■ **AIM OF THE TASK**
Give back every record exactly.

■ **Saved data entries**
───
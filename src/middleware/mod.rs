//! Middleware layer.
//!
//! Middleware intercepts requests and responses and is the right place for
//! cross-cutting concerns: failure recovery, authentication, request logging.
//!
//! Every stage has the same contract, `(Request, Next) -> Response`. A stage
//! may inspect the request, answer it on the spot (short-circuit), or call
//! [`Next::run`] and post-process what comes back. Stages are listed once at
//! startup, outermost first, and frozen into an [`App`]:
//!
//! ```text
//! request ─▶ Recover ─▶ TokenAuth ─▶ RequestLog ─▶ Router
//! response ◀────────────────────────────────────────┘
//! ```
//!
//! ```rust,no_run
//! use roster::middleware::{Pipeline, Recover, RequestLog, TokenAuth};
//! use roster::Router;
//!
//! let app = Pipeline::new(Router::new())
//!     .layer(Recover)
//!     .layer(TokenAuth::new("/users", "Bearer mysecrettoken"))
//!     .layer(RequestLog::new(4096))
//!     .build();
//! ```
//!
//! Built-in middleware:
//! - [`Recover`]: panics and handler errors become a generic 500
//! - [`TokenAuth`]: shared-secret `Authorization` check for a path prefix
//! - [`RequestLog`]: method, path, status and capped bodies via `tracing`
//! - [`HttpsRedirect`]: 307 to `https://` for requests that arrived over http

mod auth;
#[cfg(test)]
mod capture;
mod https;
mod log;
mod recover;

use std::future::Future;
use std::pin::Pin;
use std::sync::Arc;

use crate::request::Request;
use crate::response::Response;
use crate::router::Router;

pub use auth::TokenAuth;
pub use https::HttpsRedirect;
pub use log::RequestLog;
pub use recover::Recover;

/// The future every pipeline stage and handler returns.
pub type BoxFuture = Pin<Box<dyn Future<Output = Response> + Send + 'static>>;

/// One stage of the request pipeline.
///
/// Implement it on a struct for configurable stages, or wrap an async closure
/// with [`from_fn`].
pub trait Middleware: Send + Sync + 'static {
    fn handle(&self, req: Request, next: Next) -> BoxFuture;
}

type BoxedMiddleware = Arc<dyn Middleware>;

/// The remainder of the pipeline after the current stage.
///
/// Consumed by [`run`](Next::run), so a stage calls inward at most once.
pub struct Next {
    stack: Arc<[BoxedMiddleware]>,
    index: usize,
    router: Arc<Router>,
}

impl Next {
    /// Passes `req` to the next stage, or to the router after the last one.
    pub fn run(self, req: Request) -> BoxFuture {
        let Some(stage) = self.stack.get(self.index).cloned() else {
            return self.router.dispatch(req);
        };
        let next = Next { index: self.index + 1, ..self };
        stage.handle(req, next)
    }
}

/// Builder for the ordered middleware list around a [`Router`].
pub struct Pipeline {
    stack: Vec<BoxedMiddleware>,
    router: Router,
}

impl Pipeline {
    pub fn new(router: Router) -> Self {
        Self { stack: Vec::new(), router }
    }

    /// Adds a stage inside every stage added before it. Returns `self` for
    /// chaining.
    pub fn layer(mut self, middleware: impl Middleware) -> Self {
        self.stack.push(Arc::new(middleware));
        self
    }

    /// Like [`layer`](Pipeline::layer), but only when `enabled`.
    pub fn layer_if(self, enabled: bool, middleware: impl Middleware) -> Self {
        if enabled { self.layer(middleware) } else { self }
    }

    /// Freezes the pipeline. Cheap to clone afterwards.
    pub fn build(self) -> App {
        App {
            stack: self.stack.into(),
            router: Arc::new(self.router),
        }
    }
}

/// A frozen pipeline, shared by every connection the server accepts.
#[derive(Clone)]
pub struct App {
    stack: Arc<[BoxedMiddleware]>,
    router: Arc<Router>,
}

impl App {
    /// Runs one request through every stage and the router.
    pub fn call(&self, req: Request) -> BoxFuture {
        Next {
            stack: Arc::clone(&self.stack),
            index: 0,
            router: Arc::clone(&self.router),
        }
        .run(req)
    }
}

impl From<Pipeline> for App {
    fn from(pipeline: Pipeline) -> Self { pipeline.build() }
}

impl From<Router> for App {
    fn from(router: Router) -> Self { Pipeline::new(router).build() }
}

/// Turns an async closure into a [`Middleware`].
///
/// ```rust
/// use roster::middleware::{from_fn, Next};
/// use roster::{Request, Response};
///
/// let timing = from_fn(|req: Request, next: Next| async move {
///     let started = std::time::Instant::now();
///     let res: Response = next.run(req).await;
///     tracing::debug!(elapsed = ?started.elapsed(), "served");
///     res
/// });
/// ```
pub fn from_fn<F, Fut>(f: F) -> FromFn<F>
where
    F: Fn(Request, Next) -> Fut + Send + Sync + 'static,
    Fut: Future<Output = Response> + Send + 'static,
{
    FromFn(f)
}

/// Middleware built by [`from_fn`].
pub struct FromFn<F>(F);

impl<F, Fut> Middleware for FromFn<F>
where
    F: Fn(Request, Next) -> Fut + Send + Sync + 'static,
    Fut: Future<Output = Response> + Send + 'static,
{
    fn handle(&self, req: Request, next: Next) -> BoxFuture {
        Box::pin((self.0)(req, next))
    }
}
───
■ **COMPLETED EXERCISE**
filename src/middleware/mod.rs
//! Middleware layer.
//!
//! Middleware intercepts requests and responses and is the right place for
//! cross-cutting concerns: failure recovery, authentication, request logging.
//!
//! Every stage has the same contract, `(Request, Next) -> Response`. A stage
//! may inspect the request, answer it on the spot (short-circuit), or call
//! [`Next::run`] and post-process what comes back. Stages are listed once at
//! startup, outermost first, and frozen into an [`App`]:
//!
//! ```text
//! request ─▶ Recover ─▶ TokenAuth ─▶ RequestLog ─▶ Router
//! response ◀────────────────────────────────────────┘
//! ```
//!
//! ```rust,no_run
//! use roster::middleware::{Pipeline, Recover, RequestLog, TokenAuth};
//! use roster::Router;
//!
//! let app = Pipeline::new(Router::new())
//!     .layer(Recover)
//!     .layer(TokenAuth::new("/users", "Bearer mysecrettoken"))
//!     .layer(RequestLog::new(4096))
//!     .build();
//! ```
//!
//! Built-in middleware:
//! - [`Recover`]: panics and handler errors become a generic 500
//! - [`TokenAuth`]: shared-secret `Authorization` check for a path prefix
//! - [`RequestLog`]: method, path, status and capped bodies via `tracing`
//! - [`HttpsRedirect`]: 307 to `https://` for requests that arrived over http

mod auth;
#[cfg(test)]
mod capture;
mod https;
mod log;
mod recover;

use std::future::Future;
use std::pin::Pin;
use std::sync::Arc;

use crate::request::Request;
use crate::response::Response;
use crate::router::Router;

pub use auth::TokenAuth;
pub use https::HttpsRedirect;
pub use log::RequestLog;
pub use recover::Recover;

/// The future every pipeline stage and handler returns.
pub type BoxFuture = Pin<Box<dyn Future<Output = Response> + Send + 'static>>;

/// One stage of the request pipeline.
///
/// Implement it on a struct for configurable stages, or wrap an async closure
/// with [`from_fn`].
pub trait Middleware: Send + Sync + 'static {
    fn handle(&self, req: Request, next: Next) -> BoxFuture;
}

type BoxedMiddleware = Arc<dyn Middleware>;

/// The remainder of the pipeline after the current stage.
///
/// Consumed by [`run`](Next::run), so a stage calls inward at most once.
pub struct Next {
    stack: Arc<[BoxedMiddleware]>,
    index: usize,
    router: Arc<Router>,
}

impl Next {
    /// Passes `req` to the next stage, or to the router after the last one.
    pub fn run(self, req: Request) -> BoxFuture {
        let Some(stage) = self.stack.get(self.index).cloned() else {
            return self.router.dispatch(req);
        };
        let next = Next { index: self.index + 1, ..self };
        stage.handle(req, next)
    }
}

/// Builder for the ordered middleware list around a [`Router`].
pub struct Pipeline {
    stack: Vec<BoxedMiddleware>,
    router: Router,
}

impl Pipeline {
    pub fn new(router: Router) -> Self {
        Self { stack: Vec::new(), router }
    }

    /// Adds a stage inside every stage added before it. Returns `self` for
    /// chaining.
    pub fn layer(mut self, middleware: impl Middleware) -> Self {
        self.stack.push(Arc::new(middleware));
        self
    }

    /// Like [`layer`](Pipeline::layer), but only when `enabled`.
    pub fn layer_if(self, enabled: bool, middleware: impl Middleware) -> Self {
        if enabled { self.layer(middleware) } else { self }
    }

    /// Freezes the pipeline. Cheap to clone afterwards.
    pub fn build(self) -> App {
        App {
            stack: self.stack.into(),
            router: Arc::new(self.router),
        }
    }
}

/// A frozen pipeline, shared by every connection the server accepts.
#[derive(Clone)]
pub struct App {
    stack: Arc<[BoxedMiddleware]>,
    router: Arc<Router>,
}

impl App {
    /// Runs one request through every stage and the router.
    pub fn call(&self, req: Request) -> BoxFuture {
        Next {
            stack: Arc::clone(&self.stack),
            index: 0,
            router: Arc::clone(&self.router),
        }
        .run(req)
    }
}

impl From<Pipeline> for App {
    fn from(pipeline: Pipeline) -> Self { pipeline.build() }
}

impl From<Router> for App {
    fn from(router: Router) -> Self { Pipeline::new(router).build() }
}

/// Turns an async closure into a [`Middleware`].
///
/// ```rust
/// use roster::middleware::{from_fn, Next};
/// use roster::{Request, Response};
///
/// let timing = from_fn(|req: Request, next: Next| async move {
///     let started = std::time::Instant::now();
///     let res: Response = next.run(req).await;
///     tracing::debug!(elapsed = ?started.elapsed(), "served");
///     res
/// });
/// ```
pub fn from_fn<F, Fut>(f: F) -> FromFn<F>
where
    F: Fn(Request, Next) -> Fut + Send + Sync + 'static,
    Fut: Future<Output = Response> + Send + 'static,
{
    FromFn(f)
}

/// Middleware built by [`from_fn`].
pub struct FromFn<F>(F);

impl<F, Fut> Middleware for FromFn<F>
where
    F: Fn(Request, Next) -> Fut + Send + Sync + 'static,
    Fut: Future<Output = Response> + Send + 'static,
{
    fn handle(&self, req: Request, next: Next) -> BoxFuture {
        Box::pin((self.0)(req, next))
    }
}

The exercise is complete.